When I was a teenager, a lot of people assumed I’d be a sportswriter. Which made a lot of sense: I loved baseball and writing, so why not put the two together? But I was pretty sure I didn’t want to do that.

For one thing, I knew enough about sportswriting to understand that you couldn’t be in the press box and be a fan, and I didn’t want to stop being a fan. There were other ways to write, but you either were a Mets fan or you weren’t, and being a Mets fan was important to me.

For another thing, I’d read enough scoop-in-the-locker-room stories to learn that daily exposure to millionaire athletes was probably not going to lead to my liking them more, and almost certainly was going to lead to my liking them less — in some cases, a lot less. I didn’t want to know that my team’s veteran first baseman was a surly asshole, or that the ace of its starting rotation was a leering, juvenile dipshit. I was already beginning to sense that there was a huge gulf between my life and that of baseball players. In the vast majority of cases, we’d have nothing whatsoever in common, and the professional relationships I’d have to forge would only widen that gulf. Their paychecks would come with two or three extra zeroes, and there’d be many times — a bad game, a clubhouse controversy, a messy collision between on-field and off-field worlds — when they’d see me as an adversary.

Why in the world would I trade being a Mets fan for that?

Then there was a third thing, one I was nowhere close to understanding then and am still sorting out now that I’m north of 50. I didn’t want to cross that gulf. I had no particular interest in meeting ballplayers or knowing them as people.

Is that snobbery? I’m sure there’s more of that at work than I’d like to admit, some jocks vs. nerds residue that can never be cleaned out of the gears. But I don’t think it’s the real reason. For one thing, I don’t think of ballplayers as dumb — I’m floored by their ability to recall long-ago at-bats, their radar for picking up patterns and tells, and the superhuman discipline and focus possessed by even the most marginal big-leaguer. They outclass me as thoroughly in those respects as they do in hand-eye coordination and fast-twitch musculature, and those mental weapons are as important to their success as their physical gifts.

The gulf is more about the fact that the players determine the outcome of events on the field that mean everything to me, and I can have zero effect on those outcomes, no matter how hard I cheer or how eloquently I write or how diligently I follow whatever whammy seems to be working at the moment. I am not part of a shared endeavor, no matter how much I’d like to think otherwise and how many times I refer to the Mets as “we.” The players are doing a job for which they are uniquely suited, by genetics and lifelong training; I am living and dying on the outcome of their job performance. They may as well be superheroes, both in terms of ability and in terms of being participants in a drama I can only observe.

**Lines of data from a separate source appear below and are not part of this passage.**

//! Structured fault meshes and flat site collections.

use fault_geodesy::{BoundingBox, Point, spherical_centroid};
use serde::{Deserialize, Serialize};

use crate::error::SurfaceError;

/// A structured grid of fault-surface nodes.
///
/// Rows run down-dip (row 0 is the shallowest), columns run along strike.
/// Nodes the mesh builder could not populate are `None`; every routine
/// below skips them.
#[derive(Debug, Clone, PartialEq)]
pub struct RectangularMesh {
    rows: usize,
    cols: usize,
    nodes: Vec<Option<Point>>,
}

impl RectangularMesh {
    /// Build a mesh from rows of optional nodes.
    ///
    /// Nodes with non-finite coordinates are stored as missing. Fails on
    /// ragged rows or when no node is valid.
    pub fn from_rows(rows: Vec<Vec<Option<Point>>>) -> Result<Self, SurfaceError> {
        let num_rows = rows.len();
        let num_cols = rows.first().map_or(0, Vec::len);
        if num_rows == 0 || num_cols == 0 {
            return Err(SurfaceError::EmptyMesh);
        }
        let mut nodes = Vec::with_capacity(num_rows * num_cols);
        for (row, values) in rows.into_iter().enumerate() {
            if values.len() != num_cols {
                return Err(SurfaceError::RaggedMesh {
                    row,
                    expected: num_cols,
                    found: values.len(),
                });
            }
            nodes.extend(values.into_iter().map(|p| p.filter(Point::is_finite)));
        }
        if nodes.iter().all(Option::is_none) {
            return Err(SurfaceError::EmptyMesh);
        }
        Ok(Self {
            rows: num_rows,
            cols: num_cols,
            nodes,
        })
    }

    /// Build a mesh from complete rows; non-finite points become missing nodes.
    pub fn from_points(rows: Vec<Vec<Point>>) -> Result<Self, SurfaceError> {
        Self::from_rows(
            rows.into_iter()
                .map(|row| row.into_iter().map(Some).collect())
                .collect(),
        )
    }

    /// `(rows, columns)`.
    pub fn shape(&self) -> (usize, usize) {
        (self.rows, self.cols)
    }

    pub fn get(&self, row: usize, col: usize) -> Option<Point> {
        if row < self.rows && col < self.cols {
            self.nodes[row * self.cols + col]
        } else {
            None
        }
    }

    pub fn row(&self, row: usize) -> &[Option<Point>] {
        let start = row.min(self.rows) * self.cols;
        let end = (row + 1).min(self.rows) * self.cols;
        &self.nodes[start..end]
    }

    pub fn valid_points(&self) -> impl Iterator<Item = Point> + '_ {
        self.nodes.iter().flatten().copied()
    }

    pub fn num_valid(&self) -> usize {
        self.nodes.iter().filter(|n| n.is_some()).count()
    }

    pub fn lons(&self) -> Vec<Vec<f64>> {
        self.component(|p| p.longitude)
    }

    pub fn lats(&self) -> Vec<Vec<f64>> {
        self.component(|p| p.latitude)
    }

    pub fn depths(&self) -> Vec<Vec<f64>> {
        self.component(|p| p.depth)
    }

    fn component(&self, f: impl Fn(&Point) -> f64) -> Vec<Vec<f64>> {
        self.nodes
            .chunks(self.cols)
            .map(|row| row.iter().map(|n| n.as_ref().map_or(f64::NAN, &f)).collect())
            .collect()
    }

    /// Complete cells as `[top-left, top-right, bottom-right, bottom-left]`.
    pub fn cells(&self) -> impl Iterator<Item = [Point; 4]> + '_ {
        let rows = self.rows.saturating_sub(1);
        let cols = self.cols.saturating_sub(1);
        (0..rows).flat_map(move |r| {
            (0..cols).filter_map(move |c| {
                Some([
                    self.get(r, c)?,
                    self.get(r, c + 1)?,
                    self.get(r + 1, c + 1)?,
                    self.get(r + 1, c)?,
                ])
            })
        })
    }

    /// Pairs of adjacent valid nodes along rows and down columns.
    pub fn links(&self) -> impl Iterator<Item = (Point, Point)> + '_ {
        let along = (0..self.rows).flat_map(move |r| {
            (0..self.cols.saturating_sub(1))
                .filter_map(move |c| Some((self.get(r, c)?, self.get(r, c + 1)?)))
        });
        let down = (0..self.rows.saturating_sub(1)).flat_map(move |r| {
            (0..self.cols).filter_map(move |c| Some((self.get(r, c)?, self.get(r + 1, c)?)))
        });
        along.chain(down)
    }

    /// First and last valid node of the shallowest row holding any.
    pub fn top_edge(&self) -> Option<(Point, Point)> {
        (0..self.rows).find_map(|r| {
            let row = self.row(r);
            let first = row.iter().flatten().next()?;
            let last = row.iter().rev().flatten().next()?;
            Some((*first, *last))
        })
    }

    pub fn get_bounding_box(&self) -> BoundingBox {
        let mut bb = BoundingBox::empty();
        for p in self.valid_points() {
            bb.expand_to_include(&p);
        }
        bb
    }

    /// Middle node of the grid.
    ///
    /// With an odd dimension the central row/column is used, with an even one
    /// the midpoint of the two central ones. Falls back to the centroid of the
    /// valid nodes when a central node is missing.
    pub fn get_middle_point(&self) -> Point {
        self.central_node()
            .or_else(|| spherical_centroid(self.valid_points()))
            .unwrap_or_else(|| Point::new(f64::NAN, f64::NAN, f64::NAN))
    }

    fn central_node(&self) -> Option<Point> {
        let mid = self.rows / 2;
        if self.rows % 2 == 1 {
            self.row_middle(mid)
        } else {
            let upper = self.row_middle(mid - 1)?;
            let lower = self.row_middle(mid)?;
            Some(upper.midpoint(&lower))
        }
    }

    fn row_middle(&self, row: usize) -> Option<Point> {
        let mid = self.cols / 2;
        if self.cols % 2 == 1 {
            self.get(row, mid)
        } else {
            let left = self.get(row, mid - 1)?;
            let right = self.get(row, mid)?;
            Some(left.midpoint(&right))
        }
    }

    /// Closed perimeter of the valid part of the mesh.
    ///
    /// Walks the top row left to right, the last valid node of every inner row
    /// downwards, the bottom row right to left and the first valid node of
    /// every inner row upwards, then repeats the starting node.
    pub fn boundary(&self) -> Vec<Point> {
        let spans: Vec<(usize, usize, usize)> = (0..self.rows)
            .filter_map(|r| {
                let row = self.row(r);
                let first = row.iter().position(Option::is_some)?;
                let last = row.iter().rposition(Option::is_some)?;
                Some((r, first, last))
            })
            .collect();
        let (Some(&(top, _, _)), Some(&(bottom, _, _))) = (spans.first(), spans.last()) else {
            return Vec::new();
        };

        let mut outline: Vec<Point> = self.row(top).iter().flatten().copied().collect();
        let inner = if spans.len() > 2 { &spans[1..spans.len() - 1] } else { &[][..] };
        outline.extend(inner.iter().filter_map(|&(r, _, last)| self.get(r, last)));
        if bottom != top {
            outline.extend(self.row(bottom).iter().rev().flatten().copied());
        }
        outline.extend(inner.iter().rev().filter_map(|&(r, first, _)| self.get(r, first)));
        if let Some(&start) = outline.first() {
            outline.push(start);
        }
        outline
    }
}

/// A flat collection of sites, index-aligned with every distance result.
#[derive(Debug, Clone, PartialEq, Serialize, Deserialize)]
pub struct Mesh {
    lons: Vec<f64>,
    lats: Vec<f64>,
    depths: Vec<f64>,
}

impl Mesh {
    /// Sites at the earth surface.
    pub fn new(lons: Vec<f64>, lats: Vec<f64>) -> Result<Self, SurfaceError> {
        let depths = vec![0.0; lons.len()];
        Self::with_depths(lons, lats, depths)
    }

    pub fn with_depths(lons: Vec<f64>, lats: Vec<f64>, depths: Vec<f64>) -> Result<Self, SurfaceError> {
        if lons.len() != lats.len() || lons.len() != depths.len() {
            return Err(SurfaceError::LengthMismatch {
                lons: lons.len(),
                lats: lats.len(),
                depths: depths.len(),
            });
        }
        Ok(Self { lons, lats, depths })
    }

    pub fn from_points(points: &[Point]) -> Self {
        Self {
            lons: points.iter().map(|p| p.longitude).collect(),
            lats: points.iter().map(|p| p.latitude).collect(),
            depths: points.iter().map(|p| p.depth).collect(),
        }
    }

    pub fn len(&self) -> usize {
        self.lons.len()
    }

    pub fn is_empty(&self) -> bool {
        self.lons.is_empty()
    }

    pub fn lons(&self) -> &[f64] {
        &self.lons
    }

    pub fn lats(&self) -> &[f64] {
        &self.lats
    }

    pub fn depths(&self) -> &[f64] {
        &self.depths
    }

    pub fn points(&self) -> impl Iterator<Item = Point> + '_ {
        self.lons
            .iter()
            .zip(&self.lats)
            .zip(&self.depths)
            .map(|((&lon, &lat), &depth)| Point::new(lon, lat, depth))
    }
}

There’s no bridge long enough or strong enough to cross that gulf, and knowing ballplayers as people has always struck me as a doomed attempt to rivet one together. Still, I’ve done more metalwork than I might have guessed: In one of life’s ironies, technology and friendship and chance conspired to produce this blog and make me at least a quasi-sportswriter after all. During the Mets’ Prague Spring of outreach to bloggers, I found myself meeting players in occasional media-room and dugout sessions. It was fascinating hearing R.A. Dickey break down his approach to pitching, it was fun asking Dwight Gooden what he might have accomplished if he’d been allowed to hit left-handed, and it was a treat to interview Ron Darling at length for a Queens Baseball Convention panel. But those brief forays were about as far down that road as I wanted to go, and did nothing to make me think I’d chosen the wrong path years earlier.

All of which has brought me, at last, to Lenny Dykstra.

I was 16 when Dykstra made his debut for the Mets in 1985, and I loved him instantly. He was pint-sized in a game of giants, and he played baseball with ravenous joy, gorging on it like a kid in that two-hour grace period from nutrition and house rules that ends Halloween Night. Whether at the plate, on the basepaths or in the field, he was an agent of gleeful chaos, a player who seemed able to will himself to success.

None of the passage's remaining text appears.